# [ACTIVITY]
Go through the records and give each one again exactly.

Dataset excerpts:

+===+

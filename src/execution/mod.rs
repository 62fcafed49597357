//! Execution model: request payload, result and failure taxonomy.

use std::time::Duration;

use serde::{Deserialize, Serialize};
use thiserror::Error;

/// Inbound payload for a single script run.
#[derive(Debug, Clone, PartialEq, Eq, Serialize, Deserialize)]
#[serde(rename_all = "camelCase")]
pub struct ExecutionRequest {
    pub project_name: String,
    pub group: String,
}

impl ExecutionRequest {
    pub fn new(project_name: impl Into<String>, group: impl Into<String>) -> Self {
        Self {
            project_name: project_name.into(),
            group: group.into(),
        }
    }

    /// Positional arguments handed to the script, in order.
    pub fn into_args(self) -> Vec<String> {
        vec![self.project_name, self.group]
    }
}

/// Why a run did not succeed. `Display` yields the exact text returned to callers.
#[derive(Debug, Error)]
pub enum ExecError {
    /// The child ran to completion but reported a non-zero status.
    #[error("Script execution failed with exit code {code}")]
    NonZeroExit { code: i32, output: String },
    /// Spawning, reading from or waiting on the child failed.
    #[error("Script execution failed: {0}")]
    Launch(String),
    /// The configured deadline elapsed and the child was killed.
    #[error("Script execution failed: timed out after {}s", .after.as_secs_f64())]
    TimedOut { after: Duration },
}

impl ExecError {
    pub fn launch(err: impl std::fmt::Display) -> Self {
        Self::Launch(err.to_string())
    }
}

#[derive(Debug)]
pub enum ExecutionResult {
    Success { output: String },
    Failure(ExecError),
}

impl ExecutionResult {
    pub fn is_success(&self) -> bool {
        matches!(self, Self::Success { .. })
    }

    pub fn error(&self) -> Option<&ExecError> {
        match self {
            Self::Success { .. } => None,
            Self::Failure(err) => Some(err),
        }
    }

    /// Text body for this result.
    ///
    /// Output captured before a non-zero exit is dropped unless
    /// `include_output_on_failure` is set, in which case it follows the
    /// failure line.
    pub fn render(&self, include_output_on_failure: bool) -> String {
        match self {
            Self::Success { output } => output.clone(),
            Self::Failure(err @ ExecError::NonZeroExit { output, .. })
                if include_output_on_failure && !output.is_empty() =>
            {
                format!("{}\n{}", err, output)
            }
            Self::Failure(err) => err.to_string(),
        }
    }
}

impl From<Result<String, ExecError>> for ExecutionResult {
    fn from(value: Result<String, ExecError>) -> Self {
        match value {
            Ok(output) => Self::Success { output },
            Err(err) => Self::Failure(err),
        }
    }
}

+===+

# [TASK OUTPUT]
filename src/execution/mod.rs
repository 62fcafed49597357
//! Execution model: request payload, result and failure taxonomy.

use std::time::Duration;

use serde::{Deserialize, Serialize};
use thiserror::Error;

/// Inbound payload for a single script run.
#[derive(Debug, Clone, PartialEq, Eq, Serialize, Deserialize)]
#[serde(rename_all = "camelCase")]
pub struct ExecutionRequest {
    pub project_name: String,
    pub group: String,
}

impl ExecutionRequest {
    pub fn new(project_name: impl Into<String>, group: impl Into<String>) -> Self {
        Self {
            project_name: project_name.into(),
            group: group.into(),
        }
    }

    /// Positional arguments handed to the script, in order.
    pub fn into_args(self) -> Vec<String> {
        vec![self.project_name, self.group]
    }
}

/// Why a run did not succeed. `Display` yields the exact text returned to callers.
#[derive(Debug, Error)]
pub enum ExecError {
    /// The child ran to completion but reported a non-zero status.
    #[error("Script execution failed with exit code {code}")]
    NonZeroExit { code: i32, output: String },
    /// Spawning, reading from or waiting on the child failed.
    #[error("Script execution failed: {0}")]
    Launch(String),
    /// The configured deadline elapsed and the child was killed.
    #[error("Script execution failed: timed out after {}s", .after.as_secs_f64())]
    TimedOut { after: Duration },
}

impl ExecError {
    pub fn launch(err: impl std::fmt::Display) -> Self {
        Self::Launch(err.to_string())
    }
}

#[derive(Debug)]
pub enum ExecutionResult {
    Success { output: String },
    Failure(ExecError),
}

impl ExecutionResult {
    pub fn is_success(&self) -> bool {
        matches!(self, Self::Success { .. })
    }

    pub fn error(&self) -> Option<&ExecError> {
        match self {
            Self::Success { .. } => None,
            Self::Failure(err) => Some(err),
        }
    }

    /// Text body for this result.
    ///
    /// Output captured before a non-zero exit is dropped unless
    /// `include_output_on_failure` is set, in which case it follows the
    /// failure line.
    pub fn render(&self, include_output_on_failure: bool) -> String {
        match self {
            Self::Success { output } => output.clone(),
            Self::Failure(err @ ExecError::NonZeroExit { output, .. })
                if include_output_on_failure && !output.is_empty() =>
            {
                format!("{}\n{}", err, output)
            }
            Self::Failure(err) => err.to_string(),
        }
    }
}

impl From<Result<String, ExecError>> for ExecutionResult {
    fn from(value: Result<String, ExecError>) -> Self {
        match value {
            Ok(output) => Self::Success { output },
            Err(err) => Self::Failure(err),
        }
    }
}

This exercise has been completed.